RECORD SET:
====================

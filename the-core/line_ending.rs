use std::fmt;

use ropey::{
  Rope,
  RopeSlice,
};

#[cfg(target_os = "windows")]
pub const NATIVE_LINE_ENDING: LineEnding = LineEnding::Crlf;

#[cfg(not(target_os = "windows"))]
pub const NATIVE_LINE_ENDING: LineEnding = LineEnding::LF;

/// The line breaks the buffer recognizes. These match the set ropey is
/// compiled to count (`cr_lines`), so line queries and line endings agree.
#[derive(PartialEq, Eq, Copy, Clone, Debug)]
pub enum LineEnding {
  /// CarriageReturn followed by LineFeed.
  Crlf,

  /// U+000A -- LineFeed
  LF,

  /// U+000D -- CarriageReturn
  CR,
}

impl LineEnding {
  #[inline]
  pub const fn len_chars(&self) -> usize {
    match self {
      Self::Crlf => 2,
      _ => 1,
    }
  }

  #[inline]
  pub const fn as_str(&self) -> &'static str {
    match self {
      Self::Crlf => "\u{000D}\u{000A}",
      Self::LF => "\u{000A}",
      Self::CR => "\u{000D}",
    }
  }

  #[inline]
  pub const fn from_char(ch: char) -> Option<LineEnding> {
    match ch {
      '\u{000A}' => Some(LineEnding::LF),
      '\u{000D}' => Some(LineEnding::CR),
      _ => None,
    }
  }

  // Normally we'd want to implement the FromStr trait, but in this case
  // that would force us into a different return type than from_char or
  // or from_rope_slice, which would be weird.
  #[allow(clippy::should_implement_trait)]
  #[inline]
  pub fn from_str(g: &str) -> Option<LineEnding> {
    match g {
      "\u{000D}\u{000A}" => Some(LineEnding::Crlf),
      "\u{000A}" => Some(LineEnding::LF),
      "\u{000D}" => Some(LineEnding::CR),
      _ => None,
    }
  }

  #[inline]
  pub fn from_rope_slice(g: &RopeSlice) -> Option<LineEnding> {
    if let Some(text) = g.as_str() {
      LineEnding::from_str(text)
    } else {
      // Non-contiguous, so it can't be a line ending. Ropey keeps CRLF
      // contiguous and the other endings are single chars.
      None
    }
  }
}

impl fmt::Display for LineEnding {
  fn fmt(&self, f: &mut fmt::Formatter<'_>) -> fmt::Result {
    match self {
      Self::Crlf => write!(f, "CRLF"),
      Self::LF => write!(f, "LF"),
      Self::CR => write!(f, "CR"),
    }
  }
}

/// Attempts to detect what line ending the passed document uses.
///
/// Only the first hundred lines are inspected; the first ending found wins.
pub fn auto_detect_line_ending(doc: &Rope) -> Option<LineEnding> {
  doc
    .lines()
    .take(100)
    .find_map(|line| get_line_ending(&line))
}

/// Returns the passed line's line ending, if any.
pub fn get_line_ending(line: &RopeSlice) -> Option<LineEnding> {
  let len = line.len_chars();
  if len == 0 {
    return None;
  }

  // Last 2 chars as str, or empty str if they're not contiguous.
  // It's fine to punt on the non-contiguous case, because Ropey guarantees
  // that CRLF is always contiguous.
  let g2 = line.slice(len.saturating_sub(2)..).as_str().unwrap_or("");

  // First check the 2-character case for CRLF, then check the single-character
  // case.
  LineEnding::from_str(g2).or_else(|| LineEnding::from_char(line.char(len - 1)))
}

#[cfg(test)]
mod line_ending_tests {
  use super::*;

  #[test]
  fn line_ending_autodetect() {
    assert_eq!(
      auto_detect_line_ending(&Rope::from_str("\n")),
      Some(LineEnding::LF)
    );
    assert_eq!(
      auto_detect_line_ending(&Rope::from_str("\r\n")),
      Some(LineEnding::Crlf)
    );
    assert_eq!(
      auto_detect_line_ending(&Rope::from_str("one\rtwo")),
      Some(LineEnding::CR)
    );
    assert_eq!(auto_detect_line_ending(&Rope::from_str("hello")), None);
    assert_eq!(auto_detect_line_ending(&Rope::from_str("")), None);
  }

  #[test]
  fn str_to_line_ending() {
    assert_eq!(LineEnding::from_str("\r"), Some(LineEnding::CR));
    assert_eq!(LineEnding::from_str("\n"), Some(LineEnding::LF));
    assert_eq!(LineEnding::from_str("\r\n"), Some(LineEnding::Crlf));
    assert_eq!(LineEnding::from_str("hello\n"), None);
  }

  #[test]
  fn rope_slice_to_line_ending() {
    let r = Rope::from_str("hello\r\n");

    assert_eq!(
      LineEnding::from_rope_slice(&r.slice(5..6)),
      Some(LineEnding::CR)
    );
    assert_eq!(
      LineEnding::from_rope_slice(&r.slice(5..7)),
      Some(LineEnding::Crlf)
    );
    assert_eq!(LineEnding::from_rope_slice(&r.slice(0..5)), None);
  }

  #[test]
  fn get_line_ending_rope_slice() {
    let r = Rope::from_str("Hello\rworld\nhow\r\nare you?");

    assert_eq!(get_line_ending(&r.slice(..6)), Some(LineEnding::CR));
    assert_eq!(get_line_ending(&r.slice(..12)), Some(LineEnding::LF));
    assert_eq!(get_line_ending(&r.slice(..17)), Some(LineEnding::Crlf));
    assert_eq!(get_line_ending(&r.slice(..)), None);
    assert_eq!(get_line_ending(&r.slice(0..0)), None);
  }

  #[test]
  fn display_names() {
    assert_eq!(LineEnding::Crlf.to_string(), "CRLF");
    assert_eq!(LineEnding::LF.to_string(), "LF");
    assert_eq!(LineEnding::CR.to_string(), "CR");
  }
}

====================

AIM OF THE TASK: Copy out every line of the data in which the word "case" is found.

RESULT FOR THIS TASK:
  // Normally we'd want to implement the FromStr trait, but in this case
  // It's fine to punt on the non-contiguous case, because Ropey guarantees
  // First check the 2-character case for CRLF, then check the single-character
  // case.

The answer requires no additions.